Sentsov, 38ème jour de la grève de la faim

 [The time is running out]
En ce qui concerne les poursuites judiciaires contre le terrorisme russe
(si le droit international est poussif aujourd'hui, demain le verdict du tribunal devra être impitoyable).



La chambre de la Cour européenne des droits de l’homme à laquelle avaient été attribuées quatre requêtes interétatiques de l’Ukraine contre la Russie s’est dessaisie en faveur de la Grande Chambre de la Cour.

Ces quatre affaires sont Ukraine c. Russie (requête no 20958/14), Ukraine c. Russie (IV) (no 42410/15), Ukraine c. Russie (V) (no 8019/16), et Ukraine c. Russie (VI) (no 70856/16).
Ces affaires portent sur des allégations de l’Ukraine selon lesquelles la Russie et des groupes armés contrôlés par elle auraient commis des violations de la Convention européenne des droits de l’homme. Les requêtes ont été formulées sur le terrain d’une série d’articles, notamment les articles 2 (droit à la vie), 3 (interdiction de la torture et des traitements inhumains ou dégradants), 5 (droit à
la liberté et à la sûreté) et 6 (droit à un procès équitable).



Ukraine c. Russie (requête no 20958/14) et Ukraine c. Russie (V) (requête no 8019/16)
La requête initiale, Ukraine c. Russie, a été introduite le 13 mars 2014.

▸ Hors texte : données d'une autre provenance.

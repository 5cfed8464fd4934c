//! ansicodes: ANSI terminal formatting helpers
//!
//! ansicodes builds and removes the SGR escape sequences terminals use for
//! color and text style. It is meant for scripts that print colored status
//! tables and need to line columns up by what the player actually sees.
//!
//! # Features
//!
//! - **RGB colors**: 24-bit foreground and background escapes with lenient,
//!   clamped channel input
//! - **Named codes**: the 8 base colors, their bright variants, orange,
//!   purple, every common style toggle and reset
//! - **Stripping**: removal of embedded control sequences
//! - **Visible width**: padding that ignores control sequences
//! - **Override store**: a small persisted list of manual "done" flags
//!
//! # Quick Start
//!
//! ```rust
//! use ansicodes::codes::{RESET, TXT_GREEN, TXT_RED};
//! use ansicodes::{pad_leading, strip, txt_rgb};
//!
//! let done = format!("{TXT_GREEN}Done{RESET}");
//! let todo = format!("{}$1m{RESET}", txt_rgb(255, 102, 0));
//!
//! assert_eq!(strip(&done), "Done");
//! assert_eq!(strip(&pad_leading(&todo, 5)), "  $1m");
//! assert_eq!(TXT_RED, "\u{1b}[31m");
//! ```
//!
//! # Channel Input
//!
//! [`bkg_rgb`] and [`txt_rgb`] take anything convertible into a [`Channel`]:
//! integers, floats and numeral strings. Out-of-range values clamp to 0 or
//! 255, and text without a leading number counts as 0.
//!
//! ```rust
//! use ansicodes::{bkg_rgb, txt_rgb};
//!
//! assert_eq!(bkg_rgb(-5, 300, 128), bkg_rgb(0, 255, 128));
//! assert_eq!(txt_rgb("10", "20", "30"), txt_rgb(10, 20, 30));
//! assert_eq!(txt_rgb("teal", 0, 0), txt_rgb(0, 0, 0));
//! ```

#![warn(missing_docs)]

pub mod codes;
mod color;
mod result;
mod store;
mod strip;

// Public API exports
pub use color::{bkg_rgb, txt_rgb, Channel, Rgb};
pub use result::{CommandError, StoreError, StoreResult};
pub use store::{OverrideStore, StoreBuilder, StoreCommand};
pub use strip::{pad_leading, pad_trailing, strip, strip_bytes, strip_output, visible_width};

Selon le gouvernement ukrainien, à compter du 27 février 2014, la Fédération de Russie – par sa
mainmise effective sur la République autonome de Crimée, qui fait partie intégrante de l’Ukraine, et
par son contrôle sur les séparatistes et sur les groupes armés opérant dans l’est de l’Ukraine – a exercé sa juridiction sur une situation qui a donné lieu à de nombreuses violations de la Convention.
Le gouvernement requérant invoque les articles 2, 3, 5, 6, 8 (droit au respect de la vie privée), 9
(liberté de religion), 10 (liberté d’expression), 11 (liberté de réunion et d’association), 13 (droit à un
recours effectif) et 14 (interdiction de la discrimination) de la Convention, ainsi que l’article 1 du
Protocole n° 1 (protection de la propriété) et l’article 2 du Protocole n° 4 (liberté de circulation) à la
Convention.

Le gouvernement requérant affirme en particulier qu’entre mars et septembre 2014 des militaires,
des membres des forces de l’ordre et des civils ukrainiens ont été tués en conséquence de
l’annexion – illégale selon le gouvernement requérant – de la Crimée et du soutien de la Russie à des
groupes séparatistes armés dans l’est de l’Ukraine, ce qui s’analyserait en une pratique répandue et
systématique. Le gouvernement requérant allègue également des cas de torture ou d’autres formes
de mauvais traitements infligés à des civils, ainsi que des privations arbitraires de liberté. Il allègue
aussi qu’un certain nombre de Tatars de Crimée ont subi des mauvais traitements en raison de leur
origine ethnique ou de leurs tentatives pour protéger les symboles nationaux ukrainiens. Il soutient
que les ressortissants ukrainiens résidant en Crimée et à Sébastopol ont été automatiquement
reconnus comme des ressortissants russes et que des pressions ont été exercées sur ceux qui
exprimaient le souhait de conserver la nationalité ukrainienne. Des journalistes auraient fait l’objet,
dans le cadre de leur travail, d’agressions, d’enlèvements, de mauvais traitements et d’actes de
harcèlement. Les autorités autoproclamées de la République de Crimée se seraient illégalement
approprié des biens appartenant à des personnes morales ukrainiennes, actes qui auraient par la
suite été validés par la législation russe. Enfin, le gouvernement requérant soutient qu’en raison de
la nouvelle frontière entre la Crimée et l’Ukraine, l’entrée en Crimée des ressortissants ukrainiens
est soumise à des restrictions illégales.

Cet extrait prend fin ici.